Simple: I’m going to look up Los Angeles DUI Defense Attorneys | California Drunk Driving Lawyers for help. After all — I’m too beautiful for jail! Aren’t I?
50 years’ combined experience may say yes!
Or you may be a regular joe unfairly stopped, with an improperly working breathalyzer machine, with improper procedures. Your chances at a fair trial will be greatly improved with a competent and experienced defense team.

Miles of smiles
Here’s a cute little thing I’ve not seen before–birthday cards and other fun things at smilebox. I opened up this site and found a happy box with a crank and a bit of merry music. You can make free online cards (there’s hundreds of designs, scrap books, slide shows, and more. You just add your photos — it can work directly from iPhoto, or from your PC, — and your music (even video) and you can email or blog them for free. Got a facebook or myspace? You can make slide shows for it.
If it’s not enough to have them online, you can print them out as well with the premium version. If you’re the kind who cranks out a lot of cards, a monthly membership to Club Smilebox might be in order.

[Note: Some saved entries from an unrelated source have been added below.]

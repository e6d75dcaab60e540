//! Bit-level buffers
//!
//! `BitWriter` appends fields most-significant-bit first into a growing byte
//! vector; `BitReader` consumes them in the same order. Every multi-bit field
//! of every message format goes through these two types.

use crate::error::{DecodeError, Result};

/// Append-only MSB-first bit writer
#[derive(Debug, Clone, Default)]
pub struct BitWriter {
    bytes: Vec<u8>,
    bit_len: usize,
}

impl BitWriter {
    /// Create an empty writer
    pub fn new() -> Self {
        Self::default()
    }

    /// Create a writer with room for `bits` bits
    pub fn with_capacity(bits: usize) -> Self {
        Self {
            bytes: Vec::with_capacity(bits.div_ceil(8)),
            bit_len: 0,
        }
    }

    /// Append the low `width` bits of `value`, most significant first
    pub fn write_bits(&mut self, value: u64, width: u32) {
        debug_assert!(width <= 64);
        for i in (0..width).rev() {
            self.push_bit((value >> i) & 1 == 1);
        }
    }

    /// Append `value` as a `width`-bit two's complement field
    pub fn write_signed(&mut self, value: i64, width: u32) {
        self.write_bits(value as u64, width);
    }

    /// Append a single bit
    pub fn write_bool(&mut self, bit: bool) {
        self.push_bit(bit);
    }

    fn push_bit(&mut self, bit: bool) {
        let offset = self.bit_len % 8;
        if offset == 0 {
            self.bytes.push(0);
        }
        if bit {
            if let Some(last) = self.bytes.last_mut() {
                *last |= 0x80 >> offset;
            }
        }
        self.bit_len += 1;
    }

    /// Bits written so far
    pub fn bit_len(&self) -> usize {
        self.bit_len
    }

    /// Bytes needed to hold the bits written so far
    pub fn byte_len(&self) -> usize {
        self.bytes.len()
    }

    /// Finish writing; the last partial byte is zero-filled
    pub fn into_bytes(self) -> Vec<u8> {
        self.bytes
    }
}

/// Sequential MSB-first bit reader over a byte slice
#[derive(Debug, Clone)]
pub struct BitReader<'a> {
    bytes: &'a [u8],
    position: usize,
}

impl<'a> BitReader<'a> {
    /// Start reading at the first bit of `bytes`
    pub fn new(bytes: &'a [u8]) -> Self {
        Self { bytes, position: 0 }
    }

    /// Total bits in the underlying buffer
    pub fn bit_len(&self) -> usize {
        self.bytes.len() * 8
    }

    /// Bits consumed so far
    pub fn position(&self) -> usize {
        self.position
    }

    /// Bits left in the buffer
    pub fn remaining(&self) -> usize {
        self.bit_len() - self.position
    }

    /// Read an unsigned `width`-bit field
    pub fn read_bits(&mut self, width: u32) -> Result<u64> {
        debug_assert!(width <= 64);
        let needed = self.position + width as usize;
        if needed > self.bit_len() {
            return Err(DecodeError::BufferTooShort {
                needed,
                available: self.bit_len(),
            }
            .into());
        }

        let mut value = 0u64;
        for _ in 0..width {
            let byte = self.bytes[self.position / 8];
            let bit = (byte >> (7 - self.position % 8)) & 1;
            value = (value << 1) | bit as u64;
            self.position += 1;
        }
        Ok(value)
    }

    /// Read a `width`-bit two's complement field, sign-extended
    pub fn read_signed(&mut self, width: u32) -> Result<i64> {
        let raw = self.read_bits(width)?;
        if width == 0 {
            return Ok(0);
        }
        let shift = 64 - width;
        Ok(((raw << shift) as i64) >> shift)
    }

    /// Read a single bit
    pub fn read_bool(&mut self) -> Result<bool> {
        Ok(self.read_bits(1)? == 1)
    }
}

#[cfg(test)]
mod tests {
    use super::*;
    use crate::error::AdasenseError;

    #[test]
    fn test_msb_first_layout() {
        let mut writer = BitWriter::new();
        writer.write_bits(0b101, 3);
        writer.write_bits(0b11, 2);
        assert_eq!(writer.bit_len(), 5);
        assert_eq!(writer.into_bytes(), vec![0b1011_1000]);
    }

    #[test]
    fn test_cross_byte_fields() {
        let mut writer = BitWriter::new();
        writer.write_bits(0x3, 2);
        writer.write_bits(0x1FF, 9);
        writer.write_bits(0xABCD, 16);
        let bytes = writer.into_bytes();
        assert_eq!(bytes.len(), 4);

        let mut reader = BitReader::new(&bytes);
        assert_eq!(reader.read_bits(2).unwrap(), 0x3);
        assert_eq!(reader.read_bits(9).unwrap(), 0x1FF);
        assert_eq!(reader.read_bits(16).unwrap(), 0xABCD);
        assert_eq!(reader.position(), 27);
        assert_eq!(reader.remaining(), 5);
    }

    #[test]
    fn test_signed_sign_extension() {
        let mut writer = BitWriter::new();
        writer.write_signed(-3, 5);
        writer.write_signed(7, 5);
        writer.write_signed(-16, 5);
        let bytes = writer.into_bytes();

        let mut reader = BitReader::new(&bytes);
        assert_eq!(reader.read_signed(5).unwrap(), -3);
        assert_eq!(reader.read_signed(5).unwrap(), 7);
        assert_eq!(reader.read_signed(5).unwrap(), -16);
    }

    #[test]
    fn test_zero_padding_reads_as_zero() {
        let mut writer = BitWriter::new();
        writer.write_bits(1, 1);
        let mut bytes = writer.into_bytes();
        bytes.extend_from_slice(&[0, 0]);

        let mut reader = BitReader::new(&bytes);
        assert!(reader.read_bool().unwrap());
        assert_eq!(reader.read_bits(20).unwrap(), 0);
    }

    #[test]
    fn test_read_past_end() {
        let bytes = [0xFFu8];
        let mut reader = BitReader::new(&bytes);
        assert!(reader.read_bits(6).is_ok());
        let err = reader.read_bits(3).unwrap_err();
        assert!(matches!(
            err,
            AdasenseError::Decode(DecodeError::BufferTooShort {
                needed: 9,
                available: 8
            })
        ));
    }

    #[test]
    fn test_full_width_field() {
        let mut writer = BitWriter::with_capacity(64);
        writer.write_bits(u64::MAX - 1, 64);
        let bytes = writer.into_bytes();
        let mut reader = BitReader::new(&bytes);
        assert_eq!(reader.read_bits(64).unwrap(), u64::MAX - 1);
    }
}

I know for a fact that a greeting card costs at least $2.29 these days, so three cards a month and you never have to go to the drug store for a card again,and every one you get will be personalized from you, for the recipient.
I know at least one person who likes to send e-cars all the time from a Big Card Place’s site, and this would be a whole new avenue of designs for them. You should try it out at least once.